Hmm, I don't think that works well in Mandarin Chinese.... people would like to say, 

不是不在乎你.....


----------



## Jerry Chan

qui said:


> Hmm, I don't think that works well in Mandarin Chinese.... people would like to say,
> 
> 不是不在乎你.....




But surely many Mandarin speaking Chinese are using it this way:
http://blog.sina.com.cn/s/blog_5039120a01009tg3.html
http://blog.yinsha.com/index.php/5822/viewspace_19874
http://tieba.baidu.com/f?kz=198151098


----------



## qui

I doubt - it's more of a dialect in Guangdong? In Beijing people may understand it but most of them do not say like that. It sounds weird.






Jerry Chan said:


> But surely many Mandarin speaking Chinese are using it this way:
> http://blog.sina.com.cn/s/blog_5039120a01009tg3.html
> http://blog.yinsha.com/index.php/5822/viewspace_19874
> http://tieba.baidu.com/f?kz=198151098


----------



## Jerry Chan

qui said:


> I doubt - it's more of a dialect in Guangdong? In Beijing people may understand it but most of them do not say like that. It sounds weird.
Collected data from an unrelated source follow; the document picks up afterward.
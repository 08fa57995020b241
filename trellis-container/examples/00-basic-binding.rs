use trellis_container::binding::{BindingKey, Producer};
use trellis_container::container::Container;

struct Greeter {
    greeting: String,
}

impl Greeter {
    fn greet(&self, who: &str) -> String {
        format!("{}, {}!", self.greeting, who)
    }
}

// note: for the sake of simplicity, errors are unwrapped, rather than gracefully handled
fn main() {
    let mut container = Container::new();

    // a literal value under a string alias
    container.bind(
        BindingKey::named("app.greeting"),
        Producer::value("Hello".to_string()),
        false,
    );

    // a singleton built through a factory which resolves its own dependency
    container.singleton(
        BindingKey::of::<Greeter>(),
        Producer::factory(|container| {
            let greeting =
                container.make_or(&BindingKey::named("app.greeting"), "Hi".to_string())?;
            Ok(Greeter {
                greeting: (*greeting).clone(),
            })
        }),
    );

    let greeter = container
        .make::<Greeter>(&BindingKey::of::<Greeter>())
        .expect("error resolving greeter")
        .expect("greeter is not bound");

    // prints "Hello, world!"
    println!("{}", greeter.greet("world"));
}
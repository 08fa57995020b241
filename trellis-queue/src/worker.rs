//! Burst worker draining queues in declaration order.
//!
//! Queue order matters: the worker always serves the first non-empty queue, so earlier queues
//! effectively have priority. Per-job failures are contained by the queue itself - the worker
//! just moves on to the next job.

use crate::job::JobDescriptor;
use crate::queue::Queue;
use crate::registry::JobRegistry;
use tracing::{debug, info};

pub struct Worker {
    name: String,
    queues: Vec<Queue>,
    registry: JobRegistry,
}

impl Worker {
    pub fn new(name: impl Into<String>, queues: Vec<Queue>, registry: JobRegistry) -> Self {
        Self {
            name: name.into(),
            queues,
            registry,
        }
    }

    pub fn name(&self) -> &str {
        &self.name
    }

    pub fn queues(&self) -> &[Queue] {
        &self.queues
    }

    pub fn queue_mut(&mut self, name: &str) -> Option<&mut Queue> {
        self.queues.iter_mut().find(|queue| queue.name() == name)
    }

    /// Pops and performs jobs until every queue is empty or `max_jobs` is reached. Returns the
    /// number of processed jobs, failed ones included.
    pub async fn work(&mut self, max_jobs: Option<usize>) -> usize {
        let mut completed = 0;

        loop {
            let index = match self.queues.iter().position(|queue| !queue.is_empty()) {
                Some(index) => index,
                None => {
                    debug!("Worker {}: done, quitting", self.name);
                    break;
                }
            };

            let registry = self.registry.clone();
            let queue = &mut self.queues[index];
            if let Some(job) = queue.dequeue() {
                queue.run_sync(job, &registry).await;
                completed += 1;
            }

            if let Some(max) = max_jobs {
                if completed >= max {
                    info!(
                        "Worker {}: finished executing {completed} jobs, quitting",
                        self.name
                    );
                    break;
                }
            }
        }

        completed
    }

    /// [Worker::work] for a single already-built descriptor, bypassing the backlog.
    pub async fn perform(&mut self, queue: &str, job: JobDescriptor) -> Option<JobDescriptor> {
        let registry = self.registry.clone();
        let queue = self.queue_mut(queue)?;
        Some(queue.run_sync(job, &registry).await)
    }
}
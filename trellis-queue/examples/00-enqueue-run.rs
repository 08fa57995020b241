use serde_json::json;
use trellis_queue::job::{JobCallback, JobDescriptor};
use trellis_queue::queue::Queue;
use trellis_queue::registry::{sync_callback_handler, sync_job_handler, JobRegistry};

// note: for the sake of simplicity, errors are unwrapped, rather than gracefully handled
#[tokio::main]
async fn main() {
    let mut registry = JobRegistry::new();
    registry.register_handler(
        "mail.send",
        sync_job_handler(|job| {
            println!("sending mail to {}", job.args[0]);
            Ok(json!("sent"))
        }),
    );
    registry.register_callback(
        "mail.sent",
        sync_callback_handler(|job, event| {
            println!("job {} settled: {event:?}", job.id);
            Ok(())
        }),
    );

    let mut queue = Queue::new("default");
    queue.enqueue(
        JobDescriptor::builder("mail.send")
            .arg(json!("rust@example.com"))
            .timeout(30)
            .on_success(JobCallback::new("mail.sent").expect("empty callback name"))
            .build(),
    );

    while let Some(job) = queue.dequeue() {
        let done = queue.run_sync(job, &registry).await;
        println!("{} -> {:?}", done.description(), done.status);
    }
}
use std::any::Any;
use std::error::Error;
use std::sync::Arc;

pub type InstancePtr<T> = Arc<T>;

pub type AnyInstancePtr = Arc<dyn Any + Send + Sync>;

pub type ErrorPtr = Arc<dyn Error + Send + Sync>;

/// Erases a concrete value into the pointer type stored by the container.
pub fn erased<T: Send + Sync + 'static>(value: T) -> AnyInstancePtr {
    Arc::new(value)
}

/// Converts a concrete error into the opaque pointer propagated by container operations.
pub fn convert_error<E: Error + Send + Sync + 'static>(error: E) -> ErrorPtr {
    Arc::new(error) as ErrorPtr
}
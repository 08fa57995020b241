//! Bindings map abstract identifiers to the producers which can create concrete instances.
//!
//! An abstract identifier is either a concrete Rust type or a string alias - both can be used
//! interchangeably as lookup keys. The concrete side of a binding is a [Producer]: a literal value
//! returned unchanged on every resolution, or a factory closure invoked with the container itself,
//! so it can resolve further dependencies.

use crate::container::Container;
use crate::instance::{AnyInstancePtr, ErrorPtr};
use crate::invoker::Arguments;
use std::any::{type_name, Any, TypeId};
use std::fmt::{Debug, Display, Formatter};
use std::sync::Arc;

/// Abstract identifier under which a producer or instance is registered.
#[derive(Clone, Debug, Eq, PartialEq, Hash)]
pub enum BindingKey {
    /// Keyed by a concrete Rust type.
    Type { id: TypeId, name: &'static str },
    /// Keyed by a string alias, e.g. `"config"` or `"middlewares.auth"`.
    Name(String),
}

impl BindingKey {
    /// Creates a key for a concrete type.
    pub fn of<T: Any + ?Sized>() -> Self {
        Self::Type {
            id: TypeId::of::<T>(),
            name: type_name::<T>(),
        }
    }

    /// Creates a key for a string alias.
    pub fn named<T: Into<String>>(name: T) -> Self {
        Self::Name(name.into())
    }
}

impl Display for BindingKey {
    fn fmt(&self, f: &mut Formatter<'_>) -> std::fmt::Result {
        match self {
            BindingKey::Type { name, .. } => f.write_str(name),
            BindingKey::Name(name) => f.write_str(name),
        }
    }
}

/// Factory closure building a type-erased instance. Receives the container for resolving nested
/// dependencies and the arguments supplied by the caller, if any. Must not suspend - asynchronous
/// work belongs in bound methods, not in the resolution path.
pub type FactoryFn =
    Arc<dyn Fn(&mut Container, &Arguments) -> Result<AnyInstancePtr, ErrorPtr> + Send + Sync>;

/// The concrete side of a binding.
#[derive(Clone)]
pub enum Producer {
    /// A literal value; resolving returns it unchanged.
    Value(AnyInstancePtr),
    /// A factory invoked on every build.
    Factory(FactoryFn),
}

impl Debug for Producer {
    fn fmt(&self, f: &mut Formatter<'_>) -> std::fmt::Result {
        match self {
            Producer::Value(_) => f.write_str("Value"),
            Producer::Factory(_) => f.write_str("Factory"),
        }
    }
}

impl Producer {
    /// Wraps a literal value.
    pub fn value<T: Send + Sync + 'static>(value: T) -> Self {
        Self::Value(Arc::new(value))
    }

    /// Wraps an already-erased literal value.
    pub fn value_ptr(value: AnyInstancePtr) -> Self {
        Self::Value(value)
    }

    /// Wraps a factory which ignores caller-supplied arguments.
    pub fn factory<T, F>(factory: F) -> Self
    where
        T: Send + Sync + 'static,
        F: Fn(&mut Container) -> Result<T, ErrorPtr> + Send + Sync + 'static,
    {
        Self::Factory(Arc::new(move |container, _arguments| {
            factory(container).map(|value| Arc::new(value) as AnyInstancePtr)
        }))
    }

    /// Wraps a factory which receives the arguments supplied to `make_with`.
    pub fn factory_with_args<T, F>(factory: F) -> Self
    where
        T: Send + Sync + 'static,
        F: Fn(&mut Container, &Arguments) -> Result<T, ErrorPtr> + Send + Sync + 'static,
    {
        Self::Factory(Arc::new(move |container, arguments| {
            factory(container, arguments).map(|value| Arc::new(value) as AnyInstancePtr)
        }))
    }
}

/// A registered abstract-to-concrete mapping.
#[derive(Clone, Debug)]
pub struct Binding {
    pub producer: Producer,
    /// Shared bindings are built once and cached for the process lifetime.
    pub shared: bool,
}

#[cfg(test)]
mod tests {
    use crate::binding::BindingKey;

    #[test]
    fn should_distinguish_type_and_name_keys() {
        assert_ne!(BindingKey::of::<i8>(), BindingKey::of::<u8>());
        assert_ne!(BindingKey::of::<i8>(), BindingKey::named("i8"));
        assert_eq!(BindingKey::named("config"), BindingKey::named("config"));
    }

    #[test]
    fn should_display_alias_and_type_names() {
        assert_eq!(BindingKey::named("config").to_string(), "config");
        assert_eq!(BindingKey::of::<i8>().to_string(), "i8");
    }
}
Thanks qui for pointing this out.
This expression might have originated from Cantonese. It's so common here in South China I never question its use.

So what words would you have used in this sentence in instead of 緊張:
她對於兒女的健康特別緊張
I thought of 在乎, 關心 or 操心, but it seems to me they're not exactly the same.


----------



## qui

jerry chan said:


> thanks qui for pointing this out.
> This expression might have originated from cantonese. It's so common here in south china i never question its use.
> 
> So what words would you have used in this sentence in instead of 緊張:
> 她對於兒女的健康特別緊張
> i thought of 在乎, 關心 or 操心, but it seems to me they're not exactly the same.



她特别担心儿女的建康。

她對於兒女的健康特別緊張 = 她感到紧张，因为她担心儿女的健康 ？


----------



## Geysere

"她對於兒女的健康特別緊張"
Am I right to understand it as "she takes her children's health very seriously and frequently worries about it"?


----------



## Jerry Chan

It means very much concerned about, wanting to know every little thing.
But not exactly worried (擔心)
You may use 非常關心, but I'd say 緊張 is more 傳神.


----------



## samanthalee

Jerry Chan said:


> Thanks qui for pointing this out.
> This expression might have originated from Cantonese. It's so common here in South China I never question its use.


Of course it is originated from Cantonese. The title of this thread is "*Cantonese*: 不是不緊張你". We are *not* discussing about Mandarin.


----------



## AVim

緊張 can be used as a verb?  I've never heard that kind of saying. 
At the first glance, I mistakenly considered it as 是不是緊張, 你?
Kidding.


----------



## samanthalee

AVim said:


> 緊張 can be used as a verb?  I've never heard that kind of saying.


在粤语，“紧张”可以当动词。Mandarin* 就不可以。


----------